Там, где Ободовский ждал встретить сплетение самоотверженных мининских жертв, он горько обнаружил сплетение корыстей и задних расчётов. Так не только людей дела у нас не хватало в России, у нас не хватало и просто самоотверженных? Их не было в государственном аппарате, но не было их и в общественности, где ж они были тогда? Кто же тянул для родины, не думая о себе? По горькой усмешке это доставалось бывшему революционеру и изгнаннику. И не густо видел он вокруг себя таких же.

А ещё важней гучковские комитеты были заняты не поставкой вооружения, но укреплением своих общественных позиций и атакой на власть. Ещё этот задний расчёт не скрылся от Ободовского, даже и в самом Гучкове. То и дело без надобности собирались совещания и съезды представителей военно-промышленных комитетов, и на каждом главный вопрос был не деловой, а политический: власть не соответствует задачам страны, правительство вдохновляется тёмными силами, ведёт страну к гибели, кабинет должен составиться из лиц, которым доверяет страна.

Ободовского ли убеждать, что Россия нуждалась в широкой свободе и в притоке общественных сил к управлению! Но и его коробило, что позиции занимаются и политическая борьба ведётся во время войны. Нечестно! И опасно для России.

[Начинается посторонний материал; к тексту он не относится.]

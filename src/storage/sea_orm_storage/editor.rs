//! 通用编辑器
//!
//! 后台所有实体的新建与更新都经过这里：带 ID 时只写入发生变化的字段，
//! 不带 ID 时插入新行。每次调用恰好提交一次事务。

use sea_orm::{
    ActiveModelBehavior, ActiveModelTrait, ActiveValue, DatabaseTransaction, EntityTrait,
    IntoActiveModel, Iterable, PrimaryKeyTrait, TransactionTrait,
};
use tracing::debug;

use super::{SeaOrmStorage, fetch_one};
use crate::errors::{PortalError, Result};

pub(crate) type ModelOf<A> = <<A as ActiveModelTrait>::Entity as EntityTrait>::Model;
type PrimaryKeyOf<A> = <<A as ActiveModelTrait>::Entity as EntityTrait>::PrimaryKey;

impl SeaOrmStorage {
    /// 在独立事务中新建或更新一条记录
    pub(crate) async fn edit_object<A>(
        &self,
        values: A,
        id: Option<i64>,
        what: &str,
    ) -> Result<ModelOf<A>>
    where
        A: ActiveModelTrait + ActiveModelBehavior + Send + 'static,
        ModelOf<A>: IntoActiveModel<A>,
        <PrimaryKeyOf<A> as PrimaryKeyTrait>::ValueType: From<i64>,
    {
        let txn = self
            .db
            .begin()
            .await
            .map_err(|e| PortalError::database_operation(format!("开启事务失败: {e}")))?;

        let model = edit_in(&txn, values, id, what).await?;

        txn.commit()
            .await
            .map_err(|e| PortalError::database_operation(format!("提交事务失败: {e}")))?;

        Ok(model)
    }
}

/// 在调用方的事务中新建或更新，提交由调用方负责
pub(crate) async fn edit_in<A>(
    txn: &DatabaseTransaction,
    values: A,
    id: Option<i64>,
    what: &str,
) -> Result<ModelOf<A>>
where
    A: ActiveModelTrait + ActiveModelBehavior + Send + 'static,
    ModelOf<A>: IntoActiveModel<A>,
    <PrimaryKeyOf<A> as PrimaryKeyTrait>::ValueType: From<i64>,
{
    let Some(id) = id else {
        let inserted = values
            .insert(txn)
            .await
            .map_err(|e| PortalError::database_operation(format!("新建{what}失败: {e}")))?;
        debug!("Created {} record", what);
        return Ok(inserted);
    };

    let current = fetch_one(<A::Entity as EntityTrait>::find_by_id(id), txn)
        .await?
        .into_result(format!("{what} {id}"))?;

    let mut active = current.clone().into_active_model();
    let assigned = apply_changes(&mut active, &values);
    if assigned == 0 {
        debug!("No changes for {} {}", what, id);
        return Ok(current);
    }

    debug!("Updating {} field(s) of {} {}", assigned, what, id);
    active
        .update(txn)
        .await
        .map_err(|e| PortalError::database_operation(format!("更新{what}失败: {e}")))
}

/// 将 `values` 中已设置且与当前值不同的字段写入 `target`，返回写入的字段数
pub(crate) fn apply_changes<A: ActiveModelTrait>(target: &mut A, values: &A) -> usize {
    let mut assigned = 0;
    for column in <A::Entity as EntityTrait>::Column::iter() {
        if let ActiveValue::Set(new_value) = values.get(column)
            && target.get(column).into_value().as_ref() != Some(&new_value)
        {
            target.set(column, new_value);
            assigned += 1;
        }
    }
    assigned
}

#[cfg(test)]
mod tests {
    use super::*;
    use crate::entity::semesters::{ActiveModel, Model};
    use chrono::NaiveDate;
    use sea_orm::Set;

    fn stored() -> Model {
        Model {
            id: 1,
            year: 2024,
            season: 1,
            start_date: NaiveDate::from_ymd_opt(2024, 1, 10).unwrap(),
            end_date: NaiveDate::from_ymd_opt(2024, 5, 10).unwrap(),
        }
    }

    fn submitted(year: i32) -> ActiveModel {
        ActiveModel {
            year: Set(year),
            season: Set(1),
            start_date: Set(NaiveDate::from_ymd_opt(2024, 1, 10).unwrap()),
            end_date: Set(NaiveDate::from_ymd_opt(2024, 5, 10).unwrap()),
            ..Default::default()
        }
    }

    #[test]
    fn test_unchanged_values_assign_nothing() {
        let mut active = stored().into_active_model();
        assert_eq!(apply_changes(&mut active, &submitted(2024)), 0);
        assert!(!active.is_changed());
    }

    #[test]
    fn test_only_changed_fields_are_assigned() {
        let mut active = stored().into_active_model();
        assert_eq!(apply_changes(&mut active, &submitted(2025)), 1);
        assert!(active.is_changed());
        assert_eq!(active.year, Set(2025));
        // 主键未提交，保持原值
        assert_eq!(active.id.clone().unwrap(), 1);
    }
}
use serde::{Deserialize, Serialize};

// 教授实体
#[derive(Debug, Clone, Serialize, Deserialize, PartialEq, Eq)]
pub struct Professor {
    pub id: i64,
    pub first_name: String,
    pub last_name: String,
}

impl Professor {
    /// "姓, 名" 形式的显示名称
    pub fn last_first(&self) -> String {
        format!("{}, {}", self.last_name, self.first_name)
    }
}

Да, власть совсем оказалась не готова к темпам и сжатию этой войны. Но – и ни одна европейская страна не была полностью готова, только они жили динамичней, их власти – не в самодовольной дрёме. У нас же не хватает быстроты поворота. Быстроты поворота? – так каждый должен приложить свою. И даже чем больше корысти встречается в показных помощниках – тем отчаянней должны тянуть истинные.

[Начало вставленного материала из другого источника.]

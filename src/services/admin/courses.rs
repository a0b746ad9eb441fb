use crate::errors::Result;
use crate::models::FormFields;
use crate::models::courses::requests::CourseForm;
use crate::render::{PageContext, html::checked};
use crate::storage::Storage;

use super::ListPage;

pub(crate) async fn list(storage: &dyn Storage) -> Result<ListPage> {
    let rows = storage
        .list_courses()
        .await?
        .into_iter()
        .map(|c| {
            let shown = if c.on_display { "Yes" } else { "No" };
            (c.id, vec![c.number, c.name, shown.to_string()])
        })
        .collect();

    Ok(ListPage {
        headers: &["Number", "Name", "Shown"],
        rows,
    })
}

pub(crate) async fn form(storage: &dyn Storage, id: Option<i64>) -> Result<PageContext> {
    let mut context = PageContext::new();
    match id {
        Some(id) => {
            let course = storage
                .get_course(id)
                .await?
                .into_result(format!("course {id}"))?;
            context.insert("number", course.number);
            context.insert("name", course.name);
            context.insert_html("on_display", checked(course.on_display));
        }
        // 新课程默认展示
        None => context.insert_html("on_display", checked(true)),
    }
    Ok(context)
}

pub(crate) async fn save(storage: &dyn Storage, fields: &FormFields) -> Result<()> {
    let form = CourseForm::try_from(fields)?;
    storage.edit_course(form, fields.id()?).await?;
    Ok(())
}
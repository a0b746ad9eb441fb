use actix_web::{HttpResponse, web};

use super::respond;
use crate::middlewares::{CurrentUser, RequireAccess};
use crate::runtime::AppContext;
use crate::services::PageService;

pub async fn home(ctx: web::Data<AppContext>, user: CurrentUser) -> HttpResponse {
    let result = PageService::new(&ctx).home(user.tutor());
    respond(&ctx, &user, result)
}

pub async fn status(ctx: web::Data<AppContext>, user: CurrentUser) -> HttpResponse {
    let result = PageService::new(&ctx).status(user.tutor()).await;
    respond(&ctx, &user, result)
}

pub async fn open_ticket(ctx: web::Data<AppContext>) -> HttpResponse {
    PageService::new(&ctx).open_ticket()
}

pub async fn close_ticket(ctx: web::Data<AppContext>, ticket_id: web::Path<String>) -> HttpResponse {
    PageService::new(&ctx).close_ticket(&ticket_id)
}

// 配置路由
pub fn configure_page_routes(cfg: &mut web::ServiceConfig) {
    cfg.route("/", web::get().to(home))
        .route("/index.html", web::get().to(home))
        .route("/status.html", web::get().to(status))
        .route("/open_ticket/", web::get().to(open_ticket))
        .route("/open_ticket/index.html", web::get().to(open_ticket))
        .service(
            web::resource("/close_ticket/{ticket_id}")
                .wrap(RequireAccess::logged_in())
                .route(web::get().to(close_ticket)),
        );
}
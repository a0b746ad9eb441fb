pub mod admin;
pub mod auth;
pub mod pages;
pub mod reports;

pub use admin::{AdminKind, AdminService};
pub use auth::AuthService;
pub use pages::PageService;
pub use reports::ReportService;
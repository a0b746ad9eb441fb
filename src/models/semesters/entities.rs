use chrono::NaiveDate;
use serde::{Deserialize, Serialize};

// 学期季节，数据库中以整数代码存储
#[derive(Debug, Clone, Copy, Serialize, Deserialize, PartialEq, Eq, PartialOrd, Ord, Hash)]
pub enum Season {
    Winter = 0,
    Spring = 1,
    Summer = 2,
    Fall = 3,
}

impl Season {
    pub fn code(self) -> i32 {
        self as i32
    }

    pub fn all() -> &'static [Season] {
        &[Season::Winter, Season::Spring, Season::Summer, Season::Fall]
    }
}

impl TryFrom<i32> for Season {
    type Error = String;

    fn try_from(code: i32) -> Result<Self, Self::Error> {
        match code {
            0 => Ok(Season::Winter),
            1 => Ok(Season::Spring),
            2 => Ok(Season::Summer),
            3 => Ok(Season::Fall),
            _ => Err(format!("Invalid season code: {code}")),
        }
    }
}

impl std::fmt::Display for Season {
    fn fmt(&self, f: &mut std::fmt::Formatter<'_>) -> std::fmt::Result {
        match self {
            Season::Winter => write!(f, "Winter"),
            Season::Spring => write!(f, "Spring"),
            Season::Summer => write!(f, "Summer"),
            Season::Fall => write!(f, "Fall"),
        }
    }
}

// 学期实体
#[derive(Debug, Clone, Serialize, Deserialize, PartialEq)]
pub struct Semester {
    pub id: i64,
    pub year: i32,
    pub season: Season,
    pub start_date: NaiveDate,
    pub end_date: NaiveDate,
}

impl Semester {
    /// 显示名称，例如 "Spring 2024"
    pub fn title(&self) -> String {
        format!("{} {}", self.season, self.year)
    }

    /// 给定日期是否落在学期内（含首尾）
    pub fn contains(&self, date: NaiveDate) -> bool {
        self.start_date <= date && date <= self.end_date
    }
}

#[cfg(test)]
mod tests {
    use super::*;

    fn spring_2024() -> Semester {
        Semester {
            id: 1,
            year: 2024,
            season: Season::Spring,
            start_date: NaiveDate::from_ymd_opt(2024, 1, 10).unwrap(),
            end_date: NaiveDate::from_ymd_opt(2024, 5, 10).unwrap(),
        }
    }

    #[test]
    fn test_season_codes() {
        for season in Season::all() {
            assert_eq!(Season::try_from(season.code()), Ok(*season));
        }
        assert!(Season::try_from(4).is_err());
        assert!(Season::try_from(-1).is_err());
    }

    #[test]
    fn test_title() {
        assert_eq!(spring_2024().title(), "Spring 2024");
    }

    #[test]
    fn test_contains_is_inclusive() {
        let semester = spring_2024();
        assert!(semester.contains(NaiveDate::from_ymd_opt(2024, 1, 10).unwrap()));
        assert!(semester.contains(NaiveDate::from_ymd_opt(2024, 5, 10).unwrap()));
        assert!(!semester.contains(NaiveDate::from_ymd_opt(2024, 5, 11).unwrap()));
    }
}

Дмитриев вздохнул сильной грудью, повернул к Ободовскому косо-крупную голову:

– У меня там сейчас при траншейной пушке старший слесарь такой, Малоземов, говорит мне тишком: «Михал Дмитрич, добивайтесь, чтоб не было забастовки. Мы тут, все мастера доконные, не хотим её. Мы – исстараемся, всё сделаем, только избавьте нас от хулиганов. А сами противиться не смеем». Тáк вот негодники и чернорабочие приказывают лучшим мастеровым.

Так они ведь, русские забастовки, так все и делаются, от первой же обуховской, знаменитой. Идут себе рабочие на завод, ничего не предполагают. А на перекрестках стоят молодцы с надвинутыми козырьками, иногда и чужие, приблудни какие-то, и задерживают каждого: подожди, товарищ, будет забастовка. А не задержится – палкой его или камнем в голову. А из цеха – выходи! А кто не выходит – болтами и гайками. Теперь приучили и без гаек, просто пробку в дверях: внимание, товарищи, будем бастовать.

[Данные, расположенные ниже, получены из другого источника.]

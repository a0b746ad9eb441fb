use crate::errors::{PortalError, Result};
use crate::models::FormFields;

// 课程编辑表单
#[derive(Debug, Clone, PartialEq, Eq)]
pub struct CourseForm {
    pub number: String,
    pub name: String,
    pub on_display: bool,
}

impl TryFrom<&FormFields> for CourseForm {
    type Error = PortalError;

    fn try_from(fields: &FormFields) -> Result<Self> {
        Ok(Self {
            number: fields.require("number")?.to_string(),
            name: fields.require("name")?.to_string(),
            on_display: fields.checked("on_display"),
        })
    }
}
use crate::errors::{PortalError, Result};
use crate::models::FormFields;

#[derive(Debug, Clone, PartialEq, Eq)]
pub struct ProblemTypeForm {
    pub description: String,
}

impl TryFrom<&FormFields> for ProblemTypeForm {
    type Error = PortalError;

    fn try_from(fields: &FormFields) -> Result<Self> {
        Ok(Self {
            description: fields.require("description")?.to_string(),
        })
    }
}
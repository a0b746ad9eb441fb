//! 后台管理
//!
//! 六类实体共用同一套列表页、编辑页和表单提交流程，
//! 差异只在于每类实体收集哪些字段。

mod courses;
mod problems;
mod professors;
mod sections;
mod semesters;
mod tutors;

use std::str::FromStr;

use actix_web::HttpResponse;
use tracing::info;

use crate::errors::Result;
use crate::models::{FormFields, tutors::entities::Tutor};
use crate::render::{
    PageContext,
    html::{header_row, list_row},
};
use crate::runtime::AppContext;
use crate::services::pages::{page, redirect};

/// 后台管理的实体类别，对应 `/admin/{kind}/` 路径
#[derive(Debug, Clone, Copy, PartialEq, Eq)]
pub enum AdminKind {
    Semesters,
    Professors,
    Courses,
    Sections,
    Tutors,
    Problems,
}

impl AdminKind {
    pub fn slug(self) -> &'static str {
        match self {
            AdminKind::Semesters => "semesters",
            AdminKind::Professors => "professors",
            AdminKind::Courses => "courses",
            AdminKind::Sections => "sections",
            AdminKind::Tutors => "tutors",
            AdminKind::Problems => "problems",
        }
    }

    pub fn heading(self) -> &'static str {
        match self {
            AdminKind::Semesters => "Semesters",
            AdminKind::Professors => "Professors",
            AdminKind::Courses => "Courses",
            AdminKind::Sections => "Sections",
            AdminKind::Tutors => "Tutors",
            AdminKind::Problems => "Problem Types",
        }
    }

    /// 单数名称，用于编辑页标题
    pub fn noun(self) -> &'static str {
        match self {
            AdminKind::Semesters => "Semester",
            AdminKind::Professors => "Professor",
            AdminKind::Courses => "Course",
            AdminKind::Sections => "Section",
            AdminKind::Tutors => "Tutor",
            AdminKind::Problems => "Problem Type",
        }
    }

    /// 列表页地址，同时是表单提交地址
    pub fn list_path(self) -> String {
        format!("/admin/{}/", self.slug())
    }

    fn template(self) -> &'static str {
        match self {
            AdminKind::Semesters => "edit_semester.html",
            AdminKind::Professors => "edit_professor.html",
            AdminKind::Courses => "edit_course.html",
            AdminKind::Sections => "edit_section.html",
            AdminKind::Tutors => "edit_tutor.html",
            AdminKind::Problems => "edit_problem.html",
        }
    }
}

impl FromStr for AdminKind {
    type Err = String;

    fn from_str(s: &str) -> std::result::Result<Self, Self::Err> {
        match s {
            "semesters" => Ok(AdminKind::Semesters),
            "professors" => Ok(AdminKind::Professors),
            "courses" => Ok(AdminKind::Courses),
            "sections" => Ok(AdminKind::Sections),
            "tutors" => Ok(AdminKind::Tutors),
            "problems" => Ok(AdminKind::Problems),
            _ => Err(format!("Unknown admin section: '{s}'")),
        }
    }
}

/// 列表页内容
pub(crate) struct ListPage {
    headers: &'static [&'static str],
    rows: Vec<(i64, Vec<String>)>,
}

const DELETE_BUTTON: &str =
    r#"<button type="submit" name="action" value="delete" formnovalidate>Delete</button>"#;

pub struct AdminService<'a> {
    ctx: &'a AppContext,
}

impl<'a> AdminService<'a> {
    pub fn new(ctx: &'a AppContext) -> Self {
        Self { ctx }
    }

    // 后台首页
    pub fn index(&self, user: Option<&Tutor>) -> Result<HttpResponse> {
        page(self.ctx, "Admin", "admin.html", &PageContext::new(), user)
    }

    // 列表页
    pub async fn list(&self, kind: AdminKind, user: Option<&Tutor>) -> Result<HttpResponse> {
        let storage = self.ctx.storage.as_ref();
        let list = match kind {
            AdminKind::Semesters => semesters::list(storage).await?,
            AdminKind::Professors => professors::list(storage).await?,
            AdminKind::Courses => courses::list(storage).await?,
            AdminKind::Sections => sections::list(storage).await?,
            AdminKind::Tutors => tutors::list(storage).await?,
            AdminKind::Problems => problems::list(storage).await?,
        };

        let list_path = kind.list_path();
        let rows: String = list
            .rows
            .iter()
            .map(|(id, cells)| list_row(&format!("{list_path}{id}"), cells))
            .collect();

        let context = PageContext::new()
            .with("heading", kind.heading())
            .with("new_href", format!("{list_path}new"))
            .with_html("header", header_row(list.headers))
            .with_html("rows", rows);
        page(self.ctx, kind.heading(), "list.html", &context, user)
    }

    // 编辑页，id 为空时是新建表单
    pub async fn edit_form(
        &self,
        kind: AdminKind,
        id: Option<i64>,
        user: Option<&Tutor>,
    ) -> Result<HttpResponse> {
        let storage = self.ctx.storage.as_ref();
        let mut context = match kind {
            AdminKind::Semesters => semesters::form(storage, id).await?,
            AdminKind::Professors => professors::form(storage, id).await?,
            AdminKind::Courses => courses::form(storage, id).await?,
            AdminKind::Sections => sections::form(storage, id).await?,
            AdminKind::Tutors => tutors::form(storage, id).await?,
            AdminKind::Problems => problems::form(storage, id).await?,
        };

        context.insert("heading", kind.heading());
        context.insert("list_href", kind.list_path());
        match id {
            Some(id) => {
                context.insert("id", id);
                context.insert_html("delete_button", DELETE_BUTTON);
            }
            None => context.insert("id", ""),
        }

        let title = match id {
            Some(_) => format!("Edit {}", kind.noun()),
            None => format!("New {}", kind.noun()),
        };
        page(self.ctx, &title, kind.template(), &context, user)
    }

    // 表单提交：删除或新建/更新，完成后回到列表页
    pub async fn submit(&self, kind: AdminKind, fields: FormFields) -> Result<HttpResponse> {
        let storage = self.ctx.storage.as_ref();

        if fields.is_delete() {
            if let Some(id) = fields.id()? {
                let deleted = match kind {
                    AdminKind::Semesters => storage.delete_semester(id).await?,
                    AdminKind::Professors => storage.delete_professor(id).await?,
                    AdminKind::Courses => storage.delete_course(id).await?,
                    AdminKind::Sections => storage.delete_section(id).await?,
                    AdminKind::Tutors => storage.delete_tutor(id).await?,
                    AdminKind::Problems => storage.delete_problem_type(id).await?,
                };
                info!("Delete {} {}: removed={}", kind.slug(), id, deleted);
            }
            return Ok(redirect(&kind.list_path()));
        }

        match kind {
            AdminKind::Semesters => semesters::save(storage, &fields).await?,
            AdminKind::Professors => professors::save(storage, &fields).await?,
            AdminKind::Courses => courses::save(storage, &fields).await?,
            AdminKind::Sections => sections::save(storage, &fields).await?,
            AdminKind::Tutors => tutors::save(storage, &fields).await?,
            AdminKind::Problems => problems::save(storage, &fields).await?,
        }

        Ok(redirect(&kind.list_path()))
    }
}
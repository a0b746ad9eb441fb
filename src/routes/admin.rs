use std::collections::HashMap;

use actix_web::{HttpResponse, web};

use super::{not_found_page, respond};
use crate::middlewares::{CurrentUser, RequireAccess};
use crate::models::FormFields;
use crate::runtime::AppContext;
use crate::services::{AdminKind, AdminService};

pub async fn index(ctx: web::Data<AppContext>, user: CurrentUser) -> HttpResponse {
    let result = AdminService::new(&ctx).index(user.tutor());
    respond(&ctx, &user, result)
}

pub async fn list(
    ctx: web::Data<AppContext>,
    user: CurrentUser,
    kind: web::Path<String>,
) -> HttpResponse {
    let Ok(kind) = kind.parse::<AdminKind>() else {
        return not_found_page(&ctx, &user);
    };
    let result = AdminService::new(&ctx).list(kind, user.tutor()).await;
    respond(&ctx, &user, result)
}

pub async fn new_form(
    ctx: web::Data<AppContext>,
    user: CurrentUser,
    kind: web::Path<String>,
) -> HttpResponse {
    let Ok(kind) = kind.parse::<AdminKind>() else {
        return not_found_page(&ctx, &user);
    };
    let result = AdminService::new(&ctx)
        .edit_form(kind, None, user.tutor())
        .await;
    respond(&ctx, &user, result)
}

pub async fn edit_form(
    ctx: web::Data<AppContext>,
    user: CurrentUser,
    path: web::Path<(String, String)>,
) -> HttpResponse {
    let (kind, id) = path.into_inner();
    let (Ok(kind), Ok(id)) = (kind.parse::<AdminKind>(), id.parse::<i64>()) else {
        return not_found_page(&ctx, &user);
    };
    let result = AdminService::new(&ctx)
        .edit_form(kind, Some(id), user.tutor())
        .await;
    respond(&ctx, &user, result)
}

pub async fn submit(
    ctx: web::Data<AppContext>,
    user: CurrentUser,
    kind: web::Path<String>,
    form: web::Form<HashMap<String, String>>,
) -> HttpResponse {
    let Ok(kind) = kind.parse::<AdminKind>() else {
        return not_found_page(&ctx, &user);
    };
    let fields = FormFields::new(form.into_inner());
    let result = AdminService::new(&ctx).submit(kind, fields).await;
    respond(&ctx, &user, result)
}

// 配置路由
pub fn configure_admin_routes(cfg: &mut web::ServiceConfig) {
    cfg.service(
        web::scope("/admin")
            .wrap(RequireAccess::superuser())
            .route("/", web::get().to(index))
            .route("/index.html", web::get().to(index))
            .route("/{kind}/", web::get().to(list))
            .route("/{kind}/", web::post().to(submit))
            .route("/{kind}/index.html", web::get().to(list))
            .route("/{kind}/new", web::get().to(new_form))
            .route("/{kind}/{id}", web::get().to(edit_form)),
    );
}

– А прошлой зимой в Николаеве, помнишь Воронового, мастерового? – был против забастовки, и ухлопали его из револьвера. И убийцу даже не искали: не великого князя убили, мелочь. А вот так проигрываются целые заводы. И города.

Барабанил, барабанил пальцами.

– Нет, этого нельзя допускать! Мы просто становимся трусами. Если мы против насилия, навсегда раз и всякого, и самодержавию всю жизнь не уступали, – так почему же другому? Зачем же всё, если менять одно насилие на другое? Бояться самодержавия – уже для всех позорно, а бояться хулиганских камней – нет? Рабочий класс? – и ему пойду скажу…

Да если успокоил Лысьву разбушёванную, где рабочие убили директора… От сопротивления только упорней становился Ободовский, вот уж, в том и жизнь прошла. С лёгкостью из стула выброситься, накинуть пальто, а шарф хоть и свеся, шапку как-нибудь – и в трамвай, на завод!

И остановился – мыслью:

– А на Западе – разве не то же? Только без камней и лиц не прячут, а – пикеты. Сейчас милитаризация, ладно, а раньше устраивали такие пикеты забастовщиков: мы, мол, забастовали, так и вы тут, рядом, смежные, тоже не дышите. Это разве – не насилие? Ты – бастуй, пожалуйста, право твоей личности, а право моей – не бастовать, и ты меня не трогай. Не-ет, тут не образованием пахнет, что это мы всё на Россию?

Тревожные брови его прокатались, прокатались. И тогда, пристыв:

– Как бы в самой идее свободы не было порока. Чего-то мы в ней не додумали.

И – когда это отделились инженеры от рабочих? Ещё в Пятом году поддерживали их петициями, солидарно увольнялись. В одну шахту одной клетью спускаемся. А зазмеилась трещина и отвела инженеров от работников к хозяевам. И уже трудно переступить, доверия нет, мы – баре. И тот инженер, который идёт уговорить рабочих по-человечески, – ему опять прыжок покаянный к младшему брату, на чём сломано столько дворянских шей за прошлый век.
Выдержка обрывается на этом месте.